One day after DoubleLine chief Jeff Gundlach told Bloomberg TV that it is time for investors to head for the exits as his highest conviction trade is "volatility is about to go up", and that he is reducing his positions in junk bonds, EM debt and other lower-quality investments on fears investor sentiment may roll over (explaining later to CNBC that he expects to make no less than 400% on his S&P puts) today two other money-managing titans - T.Rowe Price and Pimco - both issued similar warnings to investors, urging investors to start taking profits.

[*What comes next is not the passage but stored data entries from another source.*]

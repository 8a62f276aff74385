//! ResourceChange - the event variant delivered on the change bus.

use serde::{Deserialize, Serialize};

use super::{attrs_of, AttrError, AttrMap, Identity, Resource};

/// A change to one resource instance, tagged with its resource type name.
///
/// Changes are interpreted strictly in delivery order; the engine never
/// reorders them. A removal erases whatever the view held for the identity,
/// so stale additions or updates delivered before it simply stop mattering.
#[derive(Clone, Debug, PartialEq, Serialize, Deserialize)]
pub enum ResourceChange {
    /// A new resource now exists.
    Addition {
        resource_type: String,
        identity: Identity,
        resource: AttrMap,
    },
    /// An existing resource's attributes changed (partial attribute set).
    Update {
        resource_type: String,
        identity: Identity,
        partial: AttrMap,
    },
    /// The resource no longer exists.
    Removal {
        resource_type: String,
        identity: Identity,
    },
}

impl ResourceChange {
    /// Build an addition event from a typed resource.
    pub fn addition<R: Resource>(resource: &R) -> Result<Self, AttrError> {
        Ok(ResourceChange::Addition {
            resource_type: R::TYPE_NAME.to_string(),
            identity: resource.identity(),
            resource: attrs_of(resource)?,
        })
    }

    /// Build an update event carrying only the changed attributes.
    pub fn update<R: Resource>(identity: Identity, partial: AttrMap) -> Self {
        ResourceChange::Update {
            resource_type: R::TYPE_NAME.to_string(),
            identity,
            partial,
        }
    }

    /// Build a removal event.
    pub fn removal<R: Resource>(identity: Identity) -> Self {
        ResourceChange::Removal {
            resource_type: R::TYPE_NAME.to_string(),
            identity,
        }
    }

    /// The resource type this change applies to.
    pub fn resource_type(&self) -> &str {
        match self {
            ResourceChange::Addition { resource_type, .. }
            | ResourceChange::Update { resource_type, .. }
            | ResourceChange::Removal { resource_type, .. } => resource_type,
        }
    }

    /// The identity this change applies to.
    pub fn identity(&self) -> &Identity {
        match self {
            ResourceChange::Addition { identity, .. }
            | ResourceChange::Update { identity, .. }
            | ResourceChange::Removal { identity, .. } => identity,
        }
    }

    /// Short tag for diagnostics.
    pub fn kind(&self) -> &'static str {
        match self {
            ResourceChange::Addition { .. } => "addition",
            ResourceChange::Update { .. } => "update",
            ResourceChange::Removal { .. } => "removal",
        }
    }
}

#[cfg(test)]
mod tests {
    use super::*;
    use serde_json::Value;

    #[derive(Clone, Debug, PartialEq, Serialize, Deserialize)]
    struct Note {
        id: String,
        body: String,
    }

    impl Resource for Note {
        const TYPE_NAME: &'static str = "notes";
        fn identity(&self) -> Identity {
            Identity::new().with("id", &self.id)
        }
    }

    #[test]
    fn addition_carries_full_attrs() {
        let note = Note {
            id: "n1".into(),
            body: "hi".into(),
        };

        let change = ResourceChange::addition(&note).unwrap();
        assert_eq!(change.resource_type(), "notes");
        assert_eq!(change.kind(), "addition");
        match change {
            ResourceChange::Addition { resource, .. } => {
                assert_eq!(resource.get("body"), Some(&Value::String("hi".into())));
            }
            _ => panic!("expected addition"),
        }
    }

    #[test]
    fn update_and_removal_accessors() {
        let identity = Identity::new().with("id", &"n1");

        let mut partial = AttrMap::new();
        partial.insert("body".into(), Value::String("edited".into()));

        let update = ResourceChange::update::<Note>(identity.clone(), partial);
        assert_eq!(update.kind(), "update");
        assert_eq!(update.identity(), &identity);

        let removal = ResourceChange::removal::<Note>(identity.clone());
        assert_eq!(removal.kind(), "removal");
        assert_eq!(removal.resource_type(), "notes");
    }
}
//! Live artifacts - cache-resident materializations of queries.
//!
//! Each artifact keeps two sequences: `confirmed`, the last known server
//! state, and `visible`, which is always `confirmed` folded with every
//! pending optimistic record for the resource type in issuance order. Bus
//! deliveries advance `confirmed`; optimistic begin/settle recompute
//! `visible` from scratch, which is what lets a failed operation roll back
//! without disturbing other in-flight edits.
//!
//! Observer callbacks run after the artifact lock is released. They must
//! not synchronously publish changes or block on session mutations; kick
//! off a task instead.

use std::borrow::Cow;
use std::sync::{Arc, Mutex};

use tracing::{debug, warn};

use crate::cursor::{Cursor, Page};
use crate::merge;
use crate::optimistic::OptimisticQueue;
use crate::resource::{resource_from_attrs, Identity, Resource, ResourceChange};

use super::{CacheShared, Fingerprint};

/// Handle to one registered observer callback.
pub type ObserverId = u64;

type CollectionObserver<R> = Arc<dyn Fn(&[R]) + Send + Sync>;
type ResourceObserver<R> = Arc<dyn Fn(Option<&R>) + Send + Sync>;

/// Fold one change into a collection view, gated by the view's cursor.
///
/// An addition whose resource falls outside the cursor's filters or `since`
/// bound is treated as a removal of that identity: absent items stay
/// absent, and items that no longer match drop out. The merge engine
/// itself stays filter-blind.
fn fold_one<R: Resource>(view: &[R], change: &ResourceChange, cursor: &Cursor) -> Vec<R> {
    let effective = match change {
        ResourceChange::Addition {
            resource_type,
            identity,
            resource,
        } if !cursor.accepts(resource) => Cow::Owned(ResourceChange::Removal {
            resource_type: resource_type.clone(),
            identity: identity.clone(),
        }),
        _ => Cow::Borrowed(change),
    };

    match merge::apply(view, effective.as_ref(), &cursor.ordering, cursor.direction) {
        Ok(next) => next,
        Err(e) => {
            warn!(kind = change.kind(), error = %e, "skipping unappliable change");
            view.to_vec()
        }
    }
}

In its latest Midyear asset allocation report "Preparing for Pivot Points", bond giant Pimco said Investors should pare stocks and high-yield debt while shifting to lower-risk assets, such as Treasuries and mortgage-backed securities. Some selected excerpts:
"After reviewing the landscape, we conclude that the lack of near-term positive catalysts combined with current valuations does not offer sufficient margin of safety to support a risk-on posture."
"While we wait for clarity on key risks or more attractive valuations, we are focused on quality sources of yield to increase portfolio carry while still keeping some dry powder."
"With the macroeconomic backdrop evolving in the face of potentially negative pivot points and considering asset prices generally are fully valued, we are modestly risk-off in our overall positioning" Pimco MDs Mihir Worah and Geraldine Sundstrom wrote in today's report released Wednesday adding that while “we recognize events could still surprise to the upside, but starting valuations leave little room for error.”
Pimco’s allocation recommendations also mark a shift from the start of 2017 for the firm, which managed $1.61 trillion as of June 30. One change since February is the reduced prospects of a U.S. fiscal stimulus, such as tax reform or infrastructure spending, under President Donald Trump.
“We expect that any U.S. fiscal package that passes be tilted to tax cuts, but light on reform,” Worah wrote while also warning that “we see limited fiscal space in Europe.”
Overall, Pimco, which is "risk-off" overall risk, recommends underweighting equities, especially U.S. stocks, following recent rallies. The firm also advises to reduce high-yield debt as defaults could climb and yield spreads could widen, while keeping exposure to better-quality credit, such as non-agency MBS likely to benefit from a healthy U.S. housing market. Pimco suggests maintaining investments in “real assets,” such as inflation-linked bonds, commodities, gold and real estate investment trusts (see full report here).
In a similar warning, T. Rowe Price also urged to allocated away from stocks, noting that it cut the stock portion of its asset allocation portfolios to the lowest level since 2000. The Baltimore-based money manager said it also reduced its holdings of high-yield bonds and emerging market bonds for the same reason, Bloomberg noted.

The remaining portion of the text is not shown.